— Work instructions —
Please repeat every entry, keeping each one exactly the same.

— Exercise materials —
#[cfg(test)]
mod tests {
    use super::*;
    use crate::models::StatusFilter;
    use actix_web::ResponseError;
    use chrono::NaiveDate;

    #[test]
    fn test_filters_render_expected_sql() {
        let query = TaskQuery {
            search: Some("  report ".to_string()),
            status: Some(StatusFilter::Overdue),
            priority: Some(9),
            tag_id: Some(Uuid::nil()),
            due_from: NaiveDate::from_ymd_opt(2024, 1, 1),
            due_to: NaiveDate::from_ymd_opt(2024, 1, 31),
            ..Default::default()
        };
        let mut qb = QueryBuilder::<Postgres>::new("SELECT COUNT(*) FROM tasks WHERE user_id = ");
        qb.push_bind(1);
        push_task_filters(&mut qb, &query, Utc::now()).unwrap();

        let sql = qb.sql();
        assert!(sql.contains("(tasks.title ILIKE $2 OR tasks.description ILIKE $3)"));
        assert!(sql.contains("NOT tasks.completed AND tasks.due_date IS NOT NULL AND tasks.due_date < $4"));
        assert!(sql.contains("tasks.priority = $5"));
        assert!(sql.contains("tt.tag_id = $6"));
        assert!(sql.contains("tasks.due_date >= $7"));
        assert!(sql.contains("tasks.due_date < $8"));
    }

    #[test]
    fn test_blank_search_adds_no_condition() {
        let query = TaskQuery {
            search: Some("   ".to_string()),
            status: Some(StatusFilter::Completed),
            ..Default::default()
        };
        let mut qb = QueryBuilder::<Postgres>::new("SELECT 1 FROM tasks WHERE user_id = ");
        qb.push_bind(1);
        push_task_filters(&mut qb, &query, Utc::now()).unwrap();

        assert_eq!(qb.sql(), "SELECT 1 FROM tasks WHERE user_id = $1 AND tasks.completed");
    }

    #[test]
    fn test_due_to_at_the_end_of_the_calendar_is_rejected() {
        let query = web::Query::<TaskQuery>::from_query("due_to=%2B262142-12-31")
            .unwrap()
            .into_inner();
        assert!(query.due_to.is_some());

        let mut qb = QueryBuilder::<Postgres>::new("SELECT 1 FROM tasks WHERE user_id = ");
        qb.push_bind(1);
        let err = push_task_filters(&mut qb, &query, Utc::now()).unwrap_err();
        assert_eq!(err.error_response().status(), 422);
    }
}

— Output —
#[cfg(test)]
mod tests {
    use super::*;
    use crate::models::StatusFilter;
    use actix_web::ResponseError;
    use chrono::NaiveDate;

    #[test]
    fn test_filters_render_expected_sql() {
        let query = TaskQuery {
            search: Some("  report ".to_string()),
            status: Some(StatusFilter::Overdue),
            priority: Some(9),
            tag_id: Some(Uuid::nil()),
            due_from: NaiveDate::from_ymd_opt(2024, 1, 1),
            due_to: NaiveDate::from_ymd_opt(2024, 1, 31),
            ..Default::default()
        };
        let mut qb = QueryBuilder::<Postgres>::new("SELECT COUNT(*) FROM tasks WHERE user_id = ");
        qb.push_bind(1);
        push_task_filters(&mut qb, &query, Utc::now()).unwrap();

        let sql = qb.sql();
        assert!(sql.contains("(tasks.title ILIKE $2 OR tasks.description ILIKE $3)"));
        assert!(sql.contains("NOT tasks.completed AND tasks.due_date IS NOT NULL AND tasks.due_date < $4"));
        assert!(sql.contains("tasks.priority = $5"));
        assert!(sql.contains("tt.tag_id = $6"));
        assert!(sql.contains("tasks.due_date >= $7"));
        assert!(sql.contains("tasks.due_date < $8"));
    }

    #[test]
    fn test_blank_search_adds_no_condition() {
        let query = TaskQuery {
            search: Some("   ".to_string()),
            status: Some(StatusFilter::Completed),
            ..Default::default()
        };
        let mut qb = QueryBuilder::<Postgres>::new("SELECT 1 FROM tasks WHERE user_id = ");
        qb.push_bind(1);
        push_task_filters(&mut qb, &query, Utc::now()).unwrap();

        assert_eq!(qb.sql(), "SELECT 1 FROM tasks WHERE user_id = $1 AND tasks.completed");
    }

    #[test]
    fn test_due_to_at_the_end_of_the_calendar_is_rejected() {
        let query = web::Query::<TaskQuery>::from_query("due_to=%2B262142-12-31")
            .unwrap()
            .into_inner();
        assert!(query.due_to.is_some());

        let mut qb = QueryBuilder::<Postgres>::new("SELECT 1 FROM tasks WHERE user_id = ");
        qb.push_bind(1);
        let err = push_task_filters(&mut qb, &query, Utc::now()).unwrap_err();
        assert_eq!(err.error_response().status(), 422);
    }
}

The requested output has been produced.